Para muitos jovens e crianças, o emprego formal com carteira assinada virou símbolo de dificuldades, como jornadas longas e salários baixos, alimentando uma rejeição a esse modelo de trabalho.
Por que os jovens evitam a carteira assinada?
Fabiana Sobrinho, de Mogi das Cruzes (SP), percebeu a influência dessa percepção na sua filha de 12 anos, ao falar sobre o termo “CLT”. A menina já usava a expressão como uma ofensa, associando o emprego formal a fracasso.
Ela explica: “Ela dizia: ‘Vou estudar para não virar um CLT’”. A partir daí, Fabiana começou a discutir o conceito com ela, descobrindo que essa visão negativa é comum entre adolescentes, que relacionam a carteira assinada a uma vida difícil.
O que é a CLT e qual sua importância?
A sigla CLT refere-se à Consolidação das Leis do Trabalho, criada em 1943, que regula as relações de emprego no Brasil. Trabalhadores registrados têm direitos garantidos, como férias, 13º salário e licença-maternidade.
Segundo o historiador Paulo Fontes, a CLT foi fundamental para limitar abusos de empregadores e garantir direitos básicos aos trabalhadores, embora hoje seja alvo de críticas por parte de jovens que buscam alternativas no digital.
Percepções e memes nas redes sociais
Nas redes sociais, a busca pelo termo “CLT” resulta em memes e desabafos que satirizam o sistema de trabalho formal, ressaltando uma crescente rejeição ao emprego com carteira assinada. Muitas postagens brincam com a ideia de fugir das obrigações do modelo tradicional.

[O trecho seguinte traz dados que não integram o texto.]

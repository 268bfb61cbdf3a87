use once_cell::sync::Lazy;
use regex::Regex;

static NON_SLUG_CHARS: Lazy<Regex> =
    Lazy::new(|| Regex::new(r"[^a-z0-9_-]").expect("valid slug regex"));

/// URL-safe identifier of a display name: "Stock Ledger" -> "stock-ledger"
pub fn slug(name: &str) -> String {
    let lowered = name.trim().to_lowercase().replace(' ', "-");
    NON_SLUG_CHARS.replace_all(&lowered, "").into_owned()
}

/// Best-effort reverse of [`slug`], used when no title is known for a slug
pub fn unslug(slug: &str) -> String {
    to_title_case(&slug.replace(['-', '_'], " "))
}

/// "help_menu" -> "Help Menu"
pub fn to_title_case(text: &str) -> String {
    text.split([' ', '_', '-'])
        .filter(|word| !word.is_empty())
        .map(|word| {
            let mut chars = word.chars();
            match chars.next() {
                Some(first) => first.to_uppercase().chain(chars).collect::<String>(),
                None => String::new(),
            }
        })
        .collect::<Vec<_>>()
        .join(" ")
}
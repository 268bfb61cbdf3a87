pub mod components;
pub mod layouts;
pub mod pages;

pub use pages::App;
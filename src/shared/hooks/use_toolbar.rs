//! Toolbar context shared by the navbar and its dropdowns

use chrono::{Duration, Utc};
use dioxus::core::spawn_forever;
use dioxus::prelude::*;
use dioxus::router::Navigator;

use crate::app::pages::Route;
use crate::domain::models::{BootInfo, Indicator, SessionDefaultField, SidebarItems};
use crate::server_fns::{clear_session_cache, get_session_default_values};
use crate::shared::browser;
use crate::shared::constants::CLEAR_CACHE_THROTTLE_SECS;
use crate::shared::errors::ToolbarError;
use crate::shared::hooks::Notifications;
use crate::shared::logging::{log_action, log_action_error};
use crate::shared::storage::{self, KeyValueStore};
use crate::shared::utils::{slug, Throttle};
use crate::toolbar::actions::{self, AboutInfo};
use crate::toolbar::{DeskRoute, ShowOutcome, ToolbarAction, ToolbarController, ToolbarMenus};

/// Modal currently opened from the toolbar
#[derive(Clone, Debug, PartialEq)]
pub enum ToolbarDialog {
    About(AboutInfo),
    Shortcuts,
    SessionDefaults(Vec<SessionDefaultField>),
}

#[derive(Clone, Copy)]
pub struct ToolbarContext {
    pub controller: Signal<ToolbarController>,
    pub store: Signal<Box<dyn KeyValueStore>>,
    pub boot: Signal<Option<BootInfo>>,
    pub menus: Signal<ToolbarMenus>,
    pub route: Signal<DeskRoute>,
    /// Title of the page resolved for the current route
    pub page_title: Signal<Option<String>>,
    pub full_width: Signal<bool>,
    pub dialog: Signal<Option<ToolbarDialog>>,
    pub search_open: Signal<bool>,
    clear_cache_throttle: Signal<Throttle>,
}

impl ToolbarContext {
    /// Install the fetched pages and boot data
    pub fn install(mut self, items: SidebarItems, boot: BootInfo) {
        self.boot.set(Some(boot));

        let mut store = self.store.write();
        let result = self.controller.write().load(items, &mut **store);
        match result {
            Ok(Some(page)) => self.page_title.set(Some(page.name)),
            Ok(None) => {}
            Err(e) => log_action_error("load_pages", &e.to_string()),
        }
    }

    /// Route changed: drop custom menu entries and resolve the page to show
    pub fn on_page_change(mut self, route: &Route) {
        self.menus.write().clear_custom();

        let desk_route = route.desk_route(self.controller.peek().index());
        self.route.set(desk_route.clone());

        let mut store = self.store.write();
        let outcome = self.controller.write().show(&desk_route, &mut **store);
        match outcome {
            Ok(ShowOutcome::Shown(page)) => self.page_title.set(Some(page.name)),
            Ok(ShowOutcome::Deferred) => {}
            Err(e) => log_action_error("show_page", &e.to_string()),
        }
    }

    /// Apply the stored full width flag, used once on mount
    pub fn set_fullwidth_if_enabled(mut self) {
        let enabled = storage::load_full_width(&**self.store.peek());
        self.full_width.set(enabled);
        browser::apply_full_width_class(enabled);
    }

    /// Run a toolbar action
    pub fn dispatch(mut self, action: ToolbarAction, notifications: Notifications, nav: Navigator) {
        match action {
            ToolbarAction::ClearCache => self.clear_cache(notifications),
            ToolbarAction::ToggleFullWidth => {
                let mut store = self.store.write();
                match actions::toggle_full_width(&mut **store) {
                    Ok(enabled) => {
                        self.full_width.set(enabled);
                        browser::apply_full_width_class(enabled);
                    }
                    Err(e) => log_action_error(action.as_str(), &e.to_string()),
                }
            }
            ToolbarAction::ShowAbout => {
                if let Some(info) = actions::show_about(self.boot.peek().as_ref()) {
                    self.dialog.set(Some(ToolbarDialog::About(info)));
                }
            }
            ToolbarAction::ShowShortcuts => {
                log_action(action.as_str());
                self.dialog.set(Some(ToolbarDialog::Shortcuts));
            }
            ToolbarAction::RouteToUser => {
                log_action(action.as_str());
                let target = self.boot.peek().as_ref().map(actions::user_profile_route);
                if let Some(target) = target {
                    if let (Some(doctype), Some(name)) = (target.segment(1), target.segment(2)) {
                        nav.push(Route::Form {
                            doctype: slug(doctype),
                            name: name.to_string(),
                        });
                    }
                }
            }
            ToolbarAction::ViewWebsite => {
                log_action(action.as_str());
                browser::open_website();
            }
            ToolbarAction::SessionDefaults => self.open_session_defaults(),
            ToolbarAction::Navigate(path) => match path.parse::<Route>() {
                Ok(route) => {
                    nav.push(route);
                }
                Err(_) => tracing::warn!("Unknown toolbar route: {}", path),
            },
        }
    }

    /// Clear local and server caches, then reload
    pub fn clear_cache(mut self, notifications: Notifications) {
        let result = {
            let mut store = self.store.write();
            let mut throttle = self.clear_cache_throttle.write();
            actions::clear_cache(&mut **store, &mut throttle, Utc::now())
        };

        match result {
            Ok(_) => {
                // outlives the menu entry that triggered it
                spawn_forever(async move {
                    match clear_session_cache().await {
                        Ok(message) => {
                            notifications.show_alert(message, Indicator::Info);
                            browser::reload_page();
                        }
                        Err(e) => log_action_error(
                            "clear_cache",
                            &ToolbarError::Remote(e.to_string()).to_string(),
                        ),
                    }
                });
            }
            Err(ToolbarError::Throttled(_)) => tracing::debug!("clear_cache throttled"),
            Err(e) => log_action_error("clear_cache", &e.to_string()),
        }
    }

    fn open_session_defaults(mut self) {
        log_action("session_defaults");
        spawn_forever(async move {
            match get_session_default_values().await {
                Ok(fields) => {
                    let boot = self.boot.peek().as_ref().cloned().unwrap_or_default();
                    let fields = actions::session_default_prompt_fields(fields, &boot);
                    self.dialog.set(Some(ToolbarDialog::SessionDefaults(fields)));
                }
                Err(e) => log_action_error(
                    "session_defaults",
                    &ToolbarError::Remote(e.to_string()).to_string(),
                ),
            }
        });
    }

    pub fn close_dialog(mut self) {
        self.dialog.set(None);
    }
}

/// Create the toolbar context; call once in the navbar
pub fn use_toolbar_provider() -> ToolbarContext {
    let controller = use_signal(ToolbarController::new);
    let store = use_signal(storage::platform_store);
    let boot = use_signal(|| None::<BootInfo>);
    let menus = use_signal(ToolbarMenus::with_defaults);
    let route = use_signal(DeskRoute::default);
    let page_title = use_signal(|| None::<String>);
    let full_width = use_signal(|| false);
    let dialog = use_signal(|| None::<ToolbarDialog>);
    let search_open = use_signal(|| false);
    let clear_cache_throttle =
        use_signal(|| Throttle::new(Duration::seconds(CLEAR_CACHE_THROTTLE_SECS)));

    use_context_provider(|| ToolbarContext {
        controller,
        store,
        boot,
        menus,
        route,
        page_title,
        full_width,
        dialog,
        search_open,
        clear_cache_throttle,
    })
}

/// Toolbar context created by [`use_toolbar_provider`]
pub fn use_toolbar() -> ToolbarContext {
    use_context::<ToolbarContext>()
}
use serde::{Deserialize, Serialize};
use std::collections::HashMap;

/// Contextual documentation link shown in the help dropdown
#[derive(Debug, Clone, PartialEq, Eq, Serialize, Deserialize)]
pub struct HelpLink {
    pub url: String,
    pub label: String,
    /// In-app help topic; the desk handles these clicks itself
    #[serde(default, skip_serializing_if = "Option::is_none")]
    pub data_path: Option<String>,
}

impl HelpLink {
    pub fn new(url: impl Into<String>, label: impl Into<String>) -> Self {
        Self {
            url: url.into(),
            label: label.into(),
            data_path: None,
        }
    }

    pub fn with_data_path(mut self, path: impl Into<String>) -> Self {
        self.data_path = Some(path.into());
        self
    }
}

/// Help links keyed by route prefix ("Form", "Form/User", ...)
#[derive(Debug, Clone, PartialEq, Default, Serialize, Deserialize)]
#[serde(transparent)]
pub struct HelpLinkRegistry {
    links: HashMap<String, Vec<HelpLink>>,
}

impl HelpLinkRegistry {
    pub fn new() -> Self {
        Self::default()
    }

    /// Append links under a route prefix, keeping registration order
    pub fn register(&mut self, key: impl Into<String>, links: impl IntoIterator<Item = HelpLink>) {
        self.links.entry(key.into()).or_default().extend(links);
    }

    pub fn get(&self, key: &str) -> &[HelpLink] {
        self.links.get(key).map(Vec::as_slice).unwrap_or(&[])
    }

    pub fn is_empty(&self) -> bool {
        self.links.values().all(Vec::is_empty)
    }
}

impl FromIterator<(String, Vec<HelpLink>)> for HelpLinkRegistry {
    fn from_iter<I: IntoIterator<Item = (String, Vec<HelpLink>)>>(iter: I) -> Self {
        let mut registry = HelpLinkRegistry::new();
        for (key, links) in iter {
            registry.register(key, links);
        }
        registry
    }
}
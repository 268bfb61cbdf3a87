use dioxus::prelude::*;

use crate::app::components::ToolbarDialogs;
use crate::app::layouts::{shortcut_for, Navbar, Shortcut};
use crate::app::pages::{FormPage, WorkspacePage};
use crate::shared::hooks::{use_notifications_provider, use_toolbar_provider};
use crate::shared::constants::WORKSPACES_ROUTE;
use crate::shared::utils::unslug;
use crate::toolbar::{DeskRoute, WorkspaceIndex};

#[derive(Clone, Routable, Debug, PartialEq)]
#[rustfmt::skip]
pub enum Route {
    #[layout(DeskLayout)]
    // Desk landing: shows the resolved default workspace
    #[route("/")]
    Home {},

    #[route("/app/private/:slug")]
    PrivateWorkspace { slug: String },
    #[route("/app/:doctype/:name")]
    Form { doctype: String, name: String },
    #[route("/app/:slug")]
    Workspace { slug: String },
}

impl Route {
    /// Desk route segments for this URL; workspace slugs become page titles
    pub fn desk_route(&self, index: &WorkspaceIndex) -> DeskRoute {
        let title = |slug: &str| {
            index
                .title_for(slug)
                .map(str::to_string)
                .unwrap_or_else(|| unslug(slug))
        };

        match self {
            Route::Home {} => DeskRoute::new([WORKSPACES_ROUTE]),
            Route::Workspace { slug } => DeskRoute::workspace(&title(slug), true),
            Route::PrivateWorkspace { slug } => DeskRoute::workspace(&title(slug), false),
            Route::Form { doctype, name } => {
                DeskRoute::new(["Form".to_string(), unslug(doctype), name.clone()])
            }
        }
    }
}

#[component]
pub fn App() -> Element {
    use_effect(|| {
        tracing::info!("Desk toolbar app initialized");
    });

    rsx! {
        Router::<Route> {}
    }
}

#[component]
fn DeskLayout() -> Element {
    const BUNDLE_CSS: Asset = asset!("/assets/dist/bundle.css");

    let notifications = use_notifications_provider();
    let toolbar = use_toolbar_provider();
    let nav = navigator();

    let on_keydown = move |evt: Event<KeyboardData>| {
        let modifiers = evt.modifiers();
        let key = evt.key().to_string();
        match shortcut_for(&key, modifiers.ctrl() || modifiers.meta()) {
            Some(Shortcut::Action(action)) => {
                evt.prevent_default();
                toolbar.dispatch(action, notifications, nav);
            }
            Some(Shortcut::OpenSearch) => {
                evt.prevent_default();
                let mut search_open = toolbar.search_open;
                search_open.set(true);
            }
            None => {}
        }
    };

    rsx! {
        document::Link {
            rel: "stylesheet",
            href: BUNDLE_CSS
        },
        div { class: "c-layout",
            tabindex: "-1",
            onkeydown: on_keydown,
            // Replaces the <header> placeholder of the desk template
            header { Navbar {} }

            main { class: "c-layout__main container",
                Outlet::<Route> {}
            }

            ToolbarDialogs {}
        }
    }
}

#[component]
fn Home() -> Element {
    rsx! { WorkspacePage {} }
}

#[component]
fn Workspace(slug: String) -> Element {
    let _ = slug;
    rsx! { WorkspacePage {} }
}

#[component]
fn PrivateWorkspace(slug: String) -> Element {
    let _ = slug;
    rsx! { WorkspacePage {} }
}

#[component]
fn Form(doctype: String, name: String) -> Element {
    rsx! { FormPage { doctype, name } }
}
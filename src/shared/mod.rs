pub mod errors;
pub mod constants;
pub mod logging;
pub mod storage;
pub mod utils;
pub mod browser;

// Available in fullstack mode (both client and server)
pub mod hooks;
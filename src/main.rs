//! Desk toolbar entry point
//!
//! Uses the dioxus::serve() pattern for dx serve compatibility.

use desk_toolbar::app::App;

// Server entry point - NO #[tokio::main], dioxus::serve() creates its own runtime
#[cfg(feature = "server")]
fn main() {
    use desk_toolbar::config::ServerConfig;
    use desk_toolbar::infrastructure::init_desk;

    // Initialize tracing BEFORE dioxus::serve
    tracing_subscriber::fmt()
        .with_env_filter(
            tracing_subscriber::EnvFilter::from_default_env()
                .add_directive(tracing::Level::INFO.into()),
        )
        .init();

    let config = ServerConfig::from_env();
    tracing::info!(user = %config.user, "Starting desk toolbar...");

    if let Err(e) = init_desk(&config) {
        tracing::error!("Failed to load desk data: {:#}. Falling back to the built-in seed.", e);
    }

    dioxus::serve(|| async move { Ok(dioxus::server::router(App)) });
}

// WASM entry point (browser) - no server feature
#[cfg(all(not(feature = "server"), target_arch = "wasm32"))]
fn main() {
    web_sys::console::log_1(&"[WASM] Desk toolbar initialized".into());
    dioxus::launch(App);
}

// Native client (desktop) - no server feature, not WASM
#[cfg(all(not(feature = "server"), not(target_arch = "wasm32")))]
fn main() {
    dioxus::launch(App);
}
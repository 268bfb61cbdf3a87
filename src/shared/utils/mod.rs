// Utility functions
// Slugs, throttling

pub mod slug;
pub mod throttle;

pub use slug::{slug, to_title_case, unslug};
pub use throttle::Throttle;
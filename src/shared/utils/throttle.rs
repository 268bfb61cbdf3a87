use chrono::{DateTime, Duration, Utc};

/// Leading-edge throttle: the first call passes, later calls inside the
/// window are dropped.
#[derive(Debug, Clone, PartialEq)]
pub struct Throttle {
    window: Duration,
    last_fired: Option<DateTime<Utc>>,
}

impl Throttle {
    pub fn new(window: Duration) -> Self {
        Self {
            window,
            last_fired: None,
        }
    }

    /// Returns `true` and records the call when outside the window
    pub fn try_fire(&mut self, now: DateTime<Utc>) -> bool {
        match self.last_fired {
            Some(last) if now - last < self.window => false,
            _ => {
                self.last_fired = Some(now);
                true
            }
        }
    }
}

#[cfg(test)]
mod tests {
    use super::*;

    #[test]
    fn test_drops_calls_inside_window() {
        let start = Utc::now();
        let mut throttle = Throttle::new(Duration::seconds(10));

        assert!(throttle.try_fire(start));
        assert!(!throttle.try_fire(start + Duration::seconds(3)));
        assert!(!throttle.try_fire(start + Duration::milliseconds(9_999)));
        assert!(throttle.try_fire(start + Duration::seconds(10)));
    }
}
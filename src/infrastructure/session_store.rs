//! Server side session state: response cache and session defaults

use std::collections::HashMap;

use dashmap::DashMap;
use once_cell::sync::Lazy;
use thiserror::Error;

use crate::domain::models::{FieldType, SessionDefaultField};

#[derive(Debug, Error, PartialEq)]
pub enum SessionStoreError {
    #[error("Unknown session default field: {0}")]
    UnknownField(String),

    #[error("Invalid value {value:?} for {field}")]
    InvalidOption { field: String, value: String },
}

pub const CACHE_CLEARED_MESSAGE: &str = "Cache Cleared";

pub struct SessionStore {
    cache: DashMap<String, String>,
    defaults: DashMap<String, String>,
    fields: Vec<SessionDefaultField>,
}

/// Global session store (thread-safe)
pub static SESSION: Lazy<SessionStore> = Lazy::new(|| SessionStore::new(default_fields()));

impl SessionStore {
    pub fn new(fields: Vec<SessionDefaultField>) -> Self {
        let defaults = DashMap::new();
        for field in &fields {
            if let Some(value) = &field.default {
                defaults.insert(field.fieldname.clone(), value.clone());
            }
        }
        Self {
            cache: DashMap::new(),
            defaults,
            fields,
        }
    }

    pub fn cached(&self, key: &str) -> Option<String> {
        self.cache.get(key).map(|entry| entry.value().clone())
    }

    pub fn set_cached(&self, key: &str, value: String) {
        self.cache.insert(key.to_string(), value);
    }

    /// Drop every cached response
    pub fn clear_cache(&self) -> String {
        let count = self.cache.len();
        self.cache.clear();
        tracing::info!(entries = count, "Session cache cleared");
        CACHE_CLEARED_MESSAGE.to_string()
    }

    /// Field definitions with the current session values as defaults
    pub fn default_fields(&self) -> Vec<SessionDefaultField> {
        self.fields
            .iter()
            .cloned()
            .map(|mut field| {
                field.default = self.defaults.get(&field.fieldname).map(|v| v.value().clone());
                field
            })
            .collect()
    }

    /// Validate and store new defaults; empty values clear a default
    pub fn set_defaults(&self, values: &HashMap<String, String>) -> Result<(), SessionStoreError> {
        for (name, value) in values {
            let field = self
                .fields
                .iter()
                .find(|f| &f.fieldname == name)
                .ok_or_else(|| SessionStoreError::UnknownField(name.clone()))?;

            if field.fieldtype == FieldType::Select
                && !value.is_empty()
                && !field.select_options().contains(value)
            {
                return Err(SessionStoreError::InvalidOption {
                    field: name.clone(),
                    value: value.clone(),
                });
            }
        }

        for (name, value) in values {
            if value.is_empty() {
                self.defaults.remove(name);
            } else {
                self.defaults.insert(name.clone(), value.clone());
            }
        }
        Ok(())
    }
}

pub fn default_fields() -> Vec<SessionDefaultField> {
    vec![
        SessionDefaultField::new("company", FieldType::Link, "Default Company").with_options("Company"),
        SessionDefaultField::new("currency", FieldType::Select, "Default Currency")
            .with_options("EUR\nUSD\nINR\nGBP"),
        SessionDefaultField::new("fiscal_year", FieldType::Data, "Current Fiscal Year"),
    ]
}
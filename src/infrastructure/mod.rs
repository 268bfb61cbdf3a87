// Server-side stores backing the server functions
pub mod desk_store;
pub mod session_store;

pub use desk_store::{desk, init_desk, DeskData};
pub use session_store::{SessionStore, SessionStoreError, SESSION};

Origem do sentimento negativo e fatores históricos
De acordo com Rosana Pinheiro-Machado, antropóloga que investiga o mundo do trabalho, essa aversão remonta à cultura de baixa remuneração e condições precárias. Os empregos no Brasil frequentemente envolvem jornadas exaustivas, salários baixos e humilhações, que criam uma percepção negativa do trabalho formal.
Ela afirma: “As pessoas preferem se virar por conta própria ou nas redes sociais do que aceitar empregos que as humilhem.”
Alternativas de trabalho e a busca por liberdade
Jovens como Erick Chaves, o “Kinho”, de 19 anos, sentem-se atraídos pela liberdade proporcionada pelo digital. Ele relata que começou na internet em 2021 e, hoje, fatura entre R$ 3 mil e R$ 5 mil ao mês, preferindo essa: “O trabalho digital é mais a minha cara.”
Outro exemplo é Alejandro Ferreira, de 17 anos, que deixou a escola para empreender com um negócio de ensino de marketing digital. Segundo ele, a experiência ensinou que o digital pode ser uma alternativa ao emprego formal, mas também exige esforços constantes.
Realidade versus mitos do sucesso digital
No entanto, estudos mostram que alcançar sucesso na internet não é fácil. Pesquisadores da University College Dublin constataram que, de 40 mil perfis analisados, apenas 1,4% conseguiram mais de 5 mil seguidores em quatro meses, evidenciando a dificuldade de prosperar digitalmente.
Desafios e riscos do empreendedorismo digital
A especialista Rosana Pinheiro-Machado alerta que a busca por sucesso no digital pode levar jovens a abandonarem a escola ou oportunidades tradicionais, alimentando uma ilusão de riqueza rápida que prejudica a educação.
Ela reforça que, embora trabalhar por conta própria seja válido, é preciso entender que as redes sociais podem criar expectativas irreais, e nem todos conseguem alcançar destaque ou renda elevada.
Importância da CLT e preservação de direitos
O professor Paulo Fontes destaca que a CLT é essencial para garantir direitos históricos conquistados por trabalhadores. Ele explica que, antes da legislação, os abusos eram comuns e que a flexibilização da lei pode acabar fragilizando a proteção social.
Rosana Pinheiro-Machado acrescenta que a luta deve ser por melhorias na legislação, não por sua destruição. A valorização do trabalho formal e a educação continuam sendo estratégias fundamentais para o desenvolvimento social.
Perspectivas futuras e desafios
Dados recentes indicam que uma parcela significativa de trabalhadores por conta própria ainda prefere a carteira assinada, embora muitos só adotem essa modalidade por necessidade, devido à perda de renda ou emprego.
Ao mesmo tempo, influenciadores digitais seguem promovendo a ideia de sucesso fácil na internet, alimentando uma visão irreal que pode afastar jovens de possibilidades tradicionais de desenvolvimento profissional.
Para especialistas, o desafio é equilibrar a valorização do trabalho formal com a inovação e a autonomia, sempre protegendo os direitos dos trabalhadores e valorizando a educação.